AMANPOUR: Thinking about how and what that would mean. Just give me a sense of where you think this is going.

COVENEY: We have been very careful to not to link the two issues of Irish reunification.

AMANPOUR: You may not be but people are and think tanks.

COVENEY: Yes, some are, some are and one political party in particular is. But what we're trying to do here is find a way forward that everybody can

live with, unionists and nationalists in Northern Ireland, and indeed a British and an Irish government that provides for a prosperous, optimistic

future for Northern Ireland and for the Island of Ireland.

If, instead, they crash out with no plan in place to deal with the consequences of that, in my view, the consequences for Northern Ireland are

very stark and very negative. and we need to be honest about that. And the medium-term consequence of that, of course, is that if Northern Ireland is

suffering, if unemployment is increasing, if the economy is damaged, if there's tension on the border with the Republic of Ireland, well, then,

nationalism in Northern Ireland will look for more extreme solutions. In other words, if a majority of people in Northern Ireland and in the

Republic of Ireland vote for the reunification of Ireland, well, then it happens under the Good Friday Agreement.

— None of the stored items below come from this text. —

use serde::{Deserialize, Serialize};

use crate::data::DataSource;
use crate::error::{ChartError, ChartResult};
use crate::render::Palette;

use super::{BarChartOptions, BubbleChartOptions, TreemapOptions};

/// Element ids every chart and the tooltip are mounted under.
#[derive(Debug, Clone, PartialEq, Eq, Serialize, Deserialize)]
#[serde(default)]
pub struct ContainerIds {
    pub bubble: String,
    pub bar: String,
    pub treemap_advantages: String,
    pub treemap_disadvantages: String,
    pub tooltip: String,
}

impl Default for ContainerIds {
    fn default() -> Self {
        Self {
            bubble: "bubble-chart".to_owned(),
            bar: "bar-chart".to_owned(),
            treemap_advantages: "treemap-advantages".to_owned(),
            treemap_disadvantages: "treemap-disadvantages".to_owned(),
            tooltip: "tooltip".to_owned(),
        }
    }
}

impl ContainerIds {
    fn all(&self) -> [&str; 5] {
        [
            &self.bubble,
            &self.bar,
            &self.treemap_advantages,
            &self.treemap_disadvantages,
            &self.tooltip,
        ]
    }

    pub fn validate(&self) -> ChartResult<()> {
        let ids = self.all();
        for (index, id) in ids.iter().enumerate() {
            if id.trim().is_empty() {
                return Err(ChartError::InvalidData(
                    "container ids must not be empty".to_owned(),
                ));
            }
            if ids[..index].contains(id) {
                return Err(ChartError::InvalidData(format!(
                    "container id `{id}` is used twice"
                )));
            }
        }
        Ok(())
    }
}

/// Dashboard bootstrap configuration.
///
/// Serializable so the page setup can live in a JSON file; omitted fields
/// fall back to the stock survey layout.
#[derive(Debug, Clone, PartialEq, Serialize, Deserialize)]
pub struct DashboardConfig {
    #[serde(default)]
    pub data_source: DataSource,
    #[serde(default = "default_page_title")]
    pub page_title: String,
    #[serde(default)]
    pub containers: ContainerIds,
    #[serde(default)]
    pub bubble: BubbleChartOptions,
    #[serde(default)]
    pub bar: BarChartOptions,
    #[serde(default = "default_treemap_advantages")]
    pub treemap_advantages: TreemapOptions,
    #[serde(default = "default_treemap_disadvantages")]
    pub treemap_disadvantages: TreemapOptions,
}

impl Default for DashboardConfig {
    fn default() -> Self {
        Self {
            data_source: DataSource::default(),
            page_title: default_page_title(),
            containers: ContainerIds::default(),
            bubble: BubbleChartOptions::default(),
            bar: BarChartOptions::default(),
            treemap_advantages: default_treemap_advantages(),
            treemap_disadvantages: default_treemap_disadvantages(),
        }
    }
}

impl DashboardConfig {
    #[must_use]
    pub fn with_data_source(mut self, data_source: DataSource) -> Self {
        self.data_source = data_source;
        self
    }

    #[must_use]
    pub fn with_containers(mut self, containers: ContainerIds) -> Self {
        self.containers = containers;
        self
    }

    #[must_use]
    pub fn with_bar_options(mut self, bar: BarChartOptions) -> Self {
        self.bar = bar;
        self
    }

    #[must_use]
    pub fn with_bubble_options(mut self, bubble: BubbleChartOptions) -> Self {
        self.bubble = bubble;
        self
    }

    pub fn validate(&self) -> ChartResult<()> {
        self.containers.validate()?;
        self.bubble.validate()?;
        self.bar.validate()?;
        self.treemap_advantages.validate()?;
        self.treemap_disadvantages.validate()
    }

    /// Serializes config to pretty JSON.
    pub fn to_json_pretty(&self) -> ChartResult<String> {
        serde_json::to_string_pretty(self)
            .map_err(|e| ChartError::InvalidData(format!("failed to serialize config: {e}")))
    }

    /// Deserializes config from JSON.
    pub fn from_json_str(input: &str) -> ChartResult<Self> {
        serde_json::from_str(input)
            .map_err(|e| ChartError::InvalidData(format!("failed to parse config: {e}")))
    }
}

fn default_page_title() -> String {
    "Survey Charts".to_owned()
}

fn default_treemap_advantages() -> TreemapOptions {
    TreemapOptions::default().with_palette(Palette::Category10)
}

fn default_treemap_disadvantages() -> TreemapOptions {
    TreemapOptions::default().with_palette(Palette::Accent)
}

AMANPOUR: Do you believe the extension to the end of October guarantees this deal, a soft Brexit, or a crash out and a hard deal? How do you view

it here? [13:10:00]

COVENEY: Well, I think a crash out and a hard Brexit is still unlikely because it's madness, you know? Everybody loses if Britain crashes out of

the E.U. Britain loses the most. Ireland probably is next in line in terms of losing. But the rest of the E.U. is damaged as well.

So, if, at the end of October, Britain crashes out without a deal, it will be an extraordinary failure of politics.

AMANPOUR: I just want to broaden this a little bit. I hope you don't mind. Ireland is a very popular country. It's on the world stage. It's a

very popular country for people to come to. What happens here, you know, is viewed, you know, generally favorably. Including the fact that you're

trying to get a seat on the Security Council and also that your prime minister is the first openly gay prime minister of the republic and one of

the few openly gay leaders in the world today.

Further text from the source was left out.